I haven’t written much about Harry’s speech progress in a while. Looking back on my posts there is a lot about keeping the CI’s on with various accessory adaptations but I seem to have subconsciously steered clear of discussing his hearing progress since the infection.
There is a reason for this.
It was not until the end of October that Harry was given the complete all clear from the hospital and we could say that the intravenous antibiotics had worked to save his left implant. The infection was gone and Mapping showed it had not damaged either implant- you can’t even imagine what a relief this was for us. I guess I was waiting for the thumbs up before I wrote about it.
In the last few weeks we have returned to the Cochlear Implant Clinic for sound level reviews. After Harry’s infection the mapping had returned to pre- infection sound levels and we thought this meant the whole incident had not made an impact on his progress.
But 2 months down the road it dawned upon me in a session at Tarayle that Harry had not made any steps forward with his speech since the first weeks of mapping back in October when he said banana and Alice.
Sometimes the progress when it is not a full word is so subtle it takes a third party to point out to me that he has a new sound or word. Often this is the role of Judy our case worker at Taralye. It wasn’t until I started to discuss with Judy what Harry was doing compared to other kids with a similar hearing age, that it became obvious to me he was no longer mimicking my words in our one-on-one sessions at home.
What prompted me was a play date last month with another Taralye child who had been given her implants one month before Harry and was one month older than him. It was so interesting to see the difference between them. When I pointed to a book she repeated first go ” book” so clearly back to me and was able to do this with quite a few words.
Harry has never repeated words immediately – his process takes much longer and requires a lot of repetition of a word before he tries to speak it. I was inspired that after 10 mnths this little girl was speaking so clearly. But it also made me realise that Harry had stopped even trying to copy my sounds.
My immediate response once I had highlighted this issue was to check with the Cochlear Implant Clinic whether there was an issue with the program or Mapping. They rearranged my next appointment to bring it forward to 2 days later so we could check. They are so efficient to ensure the patients are not left without sound for any length of time.
In my mind I was hoping that there was a technical issue because if all the sound levels were okay then what could be the cause of the change in his speech?
It turns out that he was not picking up high frequency sounds in his left ear- which is the one the infection spread through to the electrode. High frequency sounds are the “softer” speech sounds such as “shh” and s sounds. An explanation for this is possibly some remaining inflammation around the left electrode from the infection- but I felt this was more a guess than a fact, as there is no way for the Audiologists to check for this and so few patients get an infection that travels as far into the implant as Harry’s did.
His left Implant levels were tweaked and he was given 4 programs to work through over a week when we were to return.
It didn’t take long for Harry to move along these new sound levels and throughout the week I was scrutinizing his chatter . It certainly increased post clinic visit but I couldn’t detect any new words or babble- just more frequency chatter which was still a great improvement.
On our return visit the levels evened out on both sides so the left side was detecting high frequency sounds better than a week ago.
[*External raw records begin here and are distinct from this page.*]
use directories::ProjectDirs;
use serde::{Deserialize, Serialize};
use std::{
    fs::{self, File},
    io::{self, Read, Write},
    path::{Path, PathBuf},
    time::Duration,
};
use thiserror::Error;

#[derive(Error, Debug)]
pub enum ConfigError {
    #[error("IO error: {0}")]
    Io(#[from] io::Error),

    #[error("JSON parsing error: {0}")]
    Json(#[from] serde_json::Error),

    #[error("No home directory found")]
    NoHomeDir,

    #[error("Failed to create config directory: {0}")]
    CreateConfigDir(String),

    #[error("Invalid evaluator URL: {0}")]
    InvalidUrl(String),
}

pub type ConfigResult<T> = Result<T, ConfigError>;

pub const CONFIG_FILE_NAME: &str = "config.json";

/// Client settings.
/// Supported sources (in order of precedence):
/// - CLI arguments (by clap)
/// - Environment variables (by clap and dotenv)
/// - Config file
/// - Defaults
#[derive(Debug, Clone, PartialEq, Serialize, Deserialize)]
pub struct ClientConfig {
    /// Evaluator server URL
    #[serde(default = "default_api_url")]
    pub api_url: String,

    /// Path prefix prepended to every endpoint
    #[serde(default)]
    pub base_path: String,

    /// Transport timeout; `None` waits forever
    #[serde(default, with = "duration_ms_opt")]
    pub request_timeout: Option<Duration>,

    #[serde(default = "default_true")]
    pub color: bool,

    #[serde(default = "default_true")]
    pub banner: bool,

    #[serde(skip)]
    config_dir: Option<PathBuf>,
}

/// Values supplied on the command line or through the environment.
#[derive(Debug, Clone, Default)]
pub struct ConfigOverrides {
    pub api_url: Option<String>,
    pub base_path: Option<String>,
    pub request_timeout: Option<Duration>,
    pub no_color: bool,
    pub no_banner: bool,
}

fn default_api_url() -> String {
    "http://localhost:8000".to_string()
}

fn default_true() -> bool {
    true
}

impl Default for ClientConfig {
    fn default() -> Self {
        Self {
            api_url: default_api_url(),
            base_path: String::new(),
            request_timeout: None,
            color: true,
            banner: true,
            config_dir: None,
        }
    }
}

impl ClientConfig {
    pub fn new(config_dir: impl Into<PathBuf>) -> Self {
        Self {
            config_dir: Some(config_dir.into()),
            ..Default::default()
        }
    }

    /// Builds the effective configuration: file values first, then overrides.
    pub fn initialize(config_dir: Option<PathBuf>, overrides: ConfigOverrides) -> Self {
        let mut config = match config_dir {
            Some(dir) => ClientConfig::new(dir),
            None => ClientConfig::default(),
        };
        if let Err(e) = config.load() {
            tracing::warn!("ignoring unreadable config file, using defaults: {}", e);
        }

        if let Some(url) = overrides.api_url {
            if !url.is_empty() {
                config.api_url = url;
            }
        }
        if let Some(base_path) = overrides.base_path {
            config.base_path = base_path;
        }
        if overrides.request_timeout.is_some() {
            config.request_timeout = overrides.request_timeout;
        }
        if overrides.no_color {
            config.color = false;
        }
        if overrides.no_banner {
            config.banner = false;
        }
        config
    }

    /// Get the config file path, creating its directory when needed
    pub fn config_file_path(&self) -> ConfigResult<PathBuf> {
        let dir = match &self.config_dir {
            Some(dir) => dir.clone(),
            None => ProjectDirs::from("dev", "poly", "poly-repl")
                .ok_or(ConfigError::NoHomeDir)?
                .config_dir()
                .to_path_buf(),
        };
        ensure_dir(&dir)?;
        Ok(dir.join(CONFIG_FILE_NAME))
    }

    pub fn load(&mut self) -> ConfigResult<()> {
        let file_path = self.config_file_path()?;
        if file_path.exists() {
            let mut file = File::open(&file_path)?;
            let mut contents = String::new();
            file.read_to_string(&mut contents)?;
            let loaded: ClientConfig = serde_json::from_str(&contents)?;
            *self = ClientConfig {
                config_dir: self.config_dir.take(),
                ..loaded
            };
        }
        Ok(())
    }

    pub fn save(&self) -> ConfigResult<PathBuf> {
        let file_path = self.config_file_path()?;
        let json = serde_json::to_string_pretty(self)?;

        let mut file = File::create(&file_path)?;
        file.write_all(json.as_bytes())?;

        Ok(file_path)
    }
}

fn ensure_dir(dir: &Path) -> ConfigResult<()> {
    if !dir.exists() {
        fs::create_dir_all(dir).map_err(|e| ConfigError::CreateConfigDir(e.to_string()))?;
    }
    Ok(())
}

pub mod duration_ms_opt {
    use serde::{Deserialize, Deserializer, Serializer};
    use std::time::Duration;

    pub fn serialize<S>(duration: &Option<Duration>, serializer: S) -> Result<S::Ok, S::Error>
    where
        S: Serializer,
    {
        match duration {
            Some(duration) => serializer.serialize_some(&(duration.as_millis() as u64)),
            None => serializer.serialize_none(),
        }
    }

    pub fn deserialize<'de, D>(deserializer: D) -> Result<Option<Duration>, D::Error>
    where
        D: Deserializer<'de>,
    {
        let millis = Option::<u64>::deserialize(deserializer)?;
        Ok(millis.map(Duration::from_millis))
    }
}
I am not an Audiologist- although some days i think it would help if I had some training in this field. So my understanding of what goes on once the electrodes stimulate the Auditory Nerve is very basic.
I have been told that once the brain is given the information by the Auditory Nerve that there is sound , there are still a lot of steps to then allow the receiver to be able to create speech . Maybe it is just that Harry’s brain is still creating those pathways after recovering from such a massive infection.
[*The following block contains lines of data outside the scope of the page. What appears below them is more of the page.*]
use std::io::Write;

use crossterm::{
    cursor::MoveToColumn,
    queue,
    terminal::{Clear, ClearType},
};

use futures::{StreamExt, future::BoxFuture, stream::FuturesUnordered};
use tracing::debug;

use crate::{
    cell::{Cell, Renderer},
    error::{ReplError, ReplResult},
    session::EvaluationSession,
};

/// Text entry the user submits from. Cleared on every trigger.
#[derive(Debug, Clone, Default, PartialEq, Eq)]
pub struct InputField {
    text: String,
}

impl InputField {
    pub fn new(text: impl Into<String>) -> Self {
        Self { text: text.into() }
    }

    pub fn set(&mut self, text: impl Into<String>) {
        self.text = text.into();
    }

    pub fn text(&self) -> &str {
        &self.text
    }

    pub fn take(&mut self) -> String {
        std::mem::take(&mut self.text)
    }
}

/// Append-only list of rendered cells.
pub trait CellList<F> {
    fn append(&mut self, fragment: F);

    /// Shows an input prompt. Lists without a cursor ignore it.
    fn prompt(&mut self, _prompt: &str) {}
}

impl<F> CellList<F> for Vec<F> {
    fn append(&mut self, fragment: F) {
        self.push(fragment);
    }
}

/// Writes each fragment as one line.
pub struct TerminalList<W: Write> {
    out: W,
    prompt_shown: bool,
}

impl<W: Write> TerminalList<W> {
    pub fn new(out: W) -> Self {
        Self {
            out,
            prompt_shown: false,
        }
    }

    pub fn into_inner(self) -> W {
        self.out
    }

    fn write_line(&mut self, line: &str) -> std::io::Result<()> {
        // a cell arriving under a bare prompt replaces the prompt line
        if std::mem::take(&mut self.prompt_shown) {
            queue!(self.out, MoveToColumn(0), Clear(ClearType::CurrentLine))?;
        }
        writeln!(self.out, "{}", line)?;
        self.out.flush()
    }
}

impl<W: Write> CellList<String> for TerminalList<W> {
    fn append(&mut self, fragment: String) {
        if let Err(e) = self.write_line(&fragment) {
            tracing::error!("failed to write cell: {}", e);
        }
    }

    fn prompt(&mut self, prompt: &str) {
        if let Err(e) = write!(self.out, "{}", prompt).and_then(|_| self.out.flush()) {
            tracing::error!("failed to write prompt: {}", e);
            return;
        }
        self.prompt_shown = true;
    }
}

/// Connects user triggers to the session and renders every produced cell into
/// the list, in delivery order.
pub struct Orchestrator<R: Renderer, L: CellList<R::Fragment>> {
    session: EvaluationSession,
    renderer: R,
    list: L,
    pending: FuturesUnordered<BoxFuture<'static, Cell>>,
}

impl<R: Renderer, L: CellList<R::Fragment>> Orchestrator<R, L> {
    pub fn new(session: EvaluationSession, renderer: R, list: L) -> Self {
        Self {
            session,
            renderer,
            list,
            pending: FuturesUnordered::new(),
        }
    }

    pub fn session(&self) -> &EvaluationSession {
        &self.session
    }

    pub fn renderer(&self) -> &R {
        &self.renderer
    }

    pub fn list(&self) -> &L {
        &self.list
    }

    pub fn list_mut(&mut self) -> &mut L {
        &mut self.list
    }

    pub fn into_list(self) -> L {
        self.list
    }

    pub fn pending(&self) -> usize {
        self.pending.len()
    }

    /// Submits the field's text. The field is cleared first, whatever it held.
    pub fn trigger(&mut self, field: &mut InputField) -> ReplResult<()> {
        let raw = field.take();
        self.submit(&raw)
    }

    pub fn submit(&mut self, raw: &str) -> ReplResult<()> {
        let input = raw.trim();
        if input.is_empty() {
            return Err(ReplError::EmptyInput);
        }

        let submission = self.session.submit(input);
        self.add_cell(&submission.echo);
        self.pending.push(submission.outcome);
        debug!(pending = self.pending.len(), "submission queued");
        Ok(())
    }

    /// Waits for the first outstanding outcome and appends it.
    /// Returns `false` when nothing is pending.
    pub async fn next_outcome(&mut self) -> bool {
        match self.pending.next().await {
            Some(cell) => {
                self.add_cell(&cell);
                true
            }
            None => false,
        }
    }

    /// Copies the `number`-th submitted input (from 1) back into `field`.
    pub fn recall(&self, number: usize, field: &mut InputField) -> ReplResult<()> {
        let input = self.session.expression(number)?;
        field.set(input);
        Ok(())
    }

    /// Queues a completion lookup next to the pending outcomes. Its listing,
    /// or its failure, is appended as one cell when the lookup resolves.
    pub fn request_completions(&mut self, prefix: &str) -> ReplResult<()> {
        let lookup = self.session.completion(prefix)?;
        self.pending.push(Box::pin(async move {
            match lookup.await {
                Ok(values) if values.is_empty() => Cell::result("(no completions)"),
                Ok(values) => Cell::result(values.join("  ")),
                Err(e) => Cell::error(e.to_string()),
            }
        }));
        Ok(())
    }

    pub async fn drain(&mut self) {
        while self.next_outcome().await {}
    }

    /// Appends an out-of-band cell, e.g. a command error.
    pub fn add_cell(&mut self, cell: &Cell) {
        let fragment = cell.render(&self.renderer);
        self.list.append(fragment);
    }
}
What I do know though, and I always take time to remind myself, is that I have never met a CI recipient who doesn’t learn how to speak well , so it will be just a matter of time.
I know I have some Readers out there who know more than I on how the brain interacts with the information given to it by the CI and are further down the track than us . So I invite you to share your knowledge with us.
After all it is a Blog and what is a Blog without commentary ??